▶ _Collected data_
==*==
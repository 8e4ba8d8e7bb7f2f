use async_trait::async_trait;
use uuid::Uuid;

use crate::auth::application::domain::entities::UserId;
use crate::modules::project::application::domain::entities::{Project, ProjectData};

#[derive(Debug, Clone, PartialEq, thiserror::Error)]
pub enum ProjectRepositoryError {
    #[error("Project not found")]
    NotFound,

    #[error("Owner not found")]
    OwnerNotFound,

    #[error("Database error: {0}")]
    DatabaseError(String),

    #[error("Serialization error: {0}")]
    SerializationError(String),
}

#[async_trait]
pub trait ProjectRepository: Send + Sync {
    /// Inserts the project and appends its id to the owner's list in one
    /// transaction.
    async fn create_for_owner(
        &self,
        owner: UserId,
        data: ProjectData,
    ) -> Result<Project, ProjectRepositoryError>;

    /// Replaces the domain fields. Owner lists are left alone.
    async fn update(
        &self,
        project_id: Uuid,
        data: ProjectData,
    ) -> Result<(), ProjectRepositoryError>;

    /// Prunes the id from the owner's list and deletes the row in one
    /// transaction. `NotFound` when the owner does not reference the id.
    async fn delete_for_owner(
        &self,
        owner: UserId,
        project_id: Uuid,
    ) -> Result<(), ProjectRepositoryError>;
}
==*==
▶ _Task brief_
Each line in the data where the string "domain" occurs should be identified and copied.

▶ _Task output_
use crate::auth::application::domain::entities::UserId;
use crate::modules::project::application::domain::entities::{Project, ProjectData};
    /// Replaces the domain fields. Owner lists are left alone.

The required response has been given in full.